Environ Ecol Stat. 2022 Sep;29(3):557-585. doi: 10.1007/s10651-022-00534-7. Epub 2022 May 4.

Abstract

Dinophysis spp. can produce diarrhetic shellfish toxins (DST) including okadaic acid and dinophysistoxins, and some strains can also produce non-diarrheic pectenotoxins. Although DSTs are of human health concern and have motivated environmental monitoring programs in many locations, these monitoring programs often have temporal data gaps (e.g., days without measurements). This paper presents a model for the historical time-series, on a daily basis, of DST-producing toxigenic Dinophysis in 8 monitored locations in western Andalucía over 2015-2020, incorporating measurements of algae counts and DST levels.
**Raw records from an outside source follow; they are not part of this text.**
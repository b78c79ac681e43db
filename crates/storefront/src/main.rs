//! estore storefront - wishlist and authentication API.
//!
//! Serves the JSON API on port 5000 by default.
//!
//! # Storage
//!
//! With `ESTORE_DATABASE_URL` (or `DATABASE_URL`) set, users, tokens and
//! wishlists live in `PostgreSQL`. Without it the server runs on the
//! in-memory store and forgets everything on restart.

#![cfg_attr(not(test), forbid(unsafe_code))]

use std::net::SocketAddr;

use sentry::integrations::tracing as sentry_tracing;
use tracing_subscriber::{layer::SubscriberExt, util::SubscriberInitExt};

use estore_storefront::{AppState, StorefrontConfig, app, db};

/// Initialize Sentry error tracking and return guard that must be kept alive.
fn init_sentry(config: &StorefrontConfig) -> Option<sentry::ClientInitGuard> {
    let dsn = config.sentry_dsn.as_ref()?;

    let guard = sentry::init((
        dsn.as_str(),
        sentry::ClientOptions {
            release: sentry::release_name!(),
            environment: config
                .sentry_environment
                .clone()
                .map(std::borrow::Cow::Owned),
            sample_rate: config.sentry_sample_rate,
            traces_sample_rate: config.sentry_traces_sample_rate,
            attach_stacktrace: true,
            ..Default::default()
        },
    ));

    tracing::info!("Sentry initialized");
    Some(guard)
}

/// Filter tracing events to Sentry event types.
fn sentry_event_filter(metadata: &tracing::Metadata<'_>) -> sentry_tracing::EventFilter {
    match *metadata.level() {
        tracing::Level::ERROR | tracing::Level::WARN => sentry_tracing::EventFilter::Event,
        tracing::Level::INFO | tracing::Level::DEBUG => sentry_tracing::EventFilter::Breadcrumb,
        _ => sentry_tracing::EventFilter::Ignore,
    }
}

#[tokio::main]
async fn main() {
    // Load configuration from environment (needed for Sentry init)
    let config = StorefrontConfig::from_env().expect("Failed to load configuration");

    // Initialize Sentry (must be done before tracing subscriber)
    let _sentry_guard = init_sentry(&config);

    let env_filter = tracing_subscriber::EnvFilter::try_from_default_env()
        .unwrap_or_else(|_| "estore_storefront=info,tower_http=debug".into());

    tracing_subscriber::registry()
        .with(env_filter)
        .with(tracing_subscriber::fmt::layer())
        .with(sentry_tracing::layer().event_filter(sentry_event_filter))
        .init();

    // NOTE: Migrations are NOT run automatically on startup.
    // Run them explicitly via: cargo run -p estore-cli -- migrate
    let stores = match &config.database_url {
        Some(url) => {
            let pool = db::create_pool(url)
                .await
                .expect("Failed to create database pool");
            tracing::info!("Database pool created");
            db::Stores::postgres(pool)
        }
        None => {
            tracing::warn!("No database configured, using in-memory store");
            db::Stores::in_memory()
        }
    };

    let addr = config.socket_addr();
    let router = app(AppState::new(config, stores))
        // Sentry layers (outermost for full request coverage)
        .layer(sentry_tower::NewSentryLayer::new_from_top())
        .layer(sentry_tower::SentryHttpLayer::new().enable_transaction());

    let listener = tokio::net::TcpListener::bind(addr)
        .await
        .expect("Failed to bind to address");
    tracing::info!("storefront listening on http://{}", addr);

    axum::serve(
        listener,
        router.into_make_service_with_connect_info::<SocketAddr>(),
    )
    .with_graceful_shutdown(shutdown_signal())
    .await
    .expect("Server error");
}

/// Wait for shutdown signal (Ctrl+C or SIGTERM).
async fn shutdown_signal() {
    let ctrl_c = async {
        tokio::signal::ctrl_c()
            .await
            .expect("Failed to install Ctrl+C handler");
    };

    #[cfg(unix)]
    let terminate = async {
        tokio::signal::unix::signal(tokio::signal::unix::SignalKind::terminate())
            .expect("Failed to install signal handler")
            .recv()
            .await;
    };

    #[cfg(not(unix))]
    let terminate = std::future::pending::<()>();

    tokio::select! {
        () = ctrl_c => {},
        () = terminate => {},
    }

    tracing::info!("Shutdown signal received, starting graceful shutdown");
}
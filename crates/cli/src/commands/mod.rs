//! CLI command implementations.

pub mod account;
pub mod migrate;
pub mod wishlist;

use estore_client::{ApiTransport, ClientConfig, FileSessionStore, SessionContext};

/// Build an API transport backed by the session file from the environment.
///
/// # Errors
///
/// Returns an error if the client configuration is invalid.
pub fn transport() -> Result<ApiTransport, Box<dyn std::error::Error>> {
    let config = ClientConfig::from_env()?;
    tracing::debug!(
        api_url = %config.api_url,
        session_file = %config.session_file.display(),
        "Client configured"
    );

    let session = SessionContext::new(FileSessionStore::new(config.session_file));
    Ok(ApiTransport::new(config.api_url, session)?)
}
We fitted a bivariate hidden Markov Model (HMM) incorporating an autoregressive correlation among the observed DST measurements to account for environmental persistence of DST. We then reconstruct the maximum-likelihood profile of algae presence in the water column at daily intervals using the Viterbi algorithm. Using historical monitoring data from Andalucía, the model estimated that potentially toxigenic Dinophysis algae is present at greater than or equal to 250 cells/L between < 1% and >10% of the year depending on the site and year. The historical time-series reconstruction enabled by this method may facilitate future investigations into temporal dynamics of toxigenic Dinophysis blooms.

Keywords: Autoregressive; EM algorithm; Harmful algal bloom; Missing data; Toxins.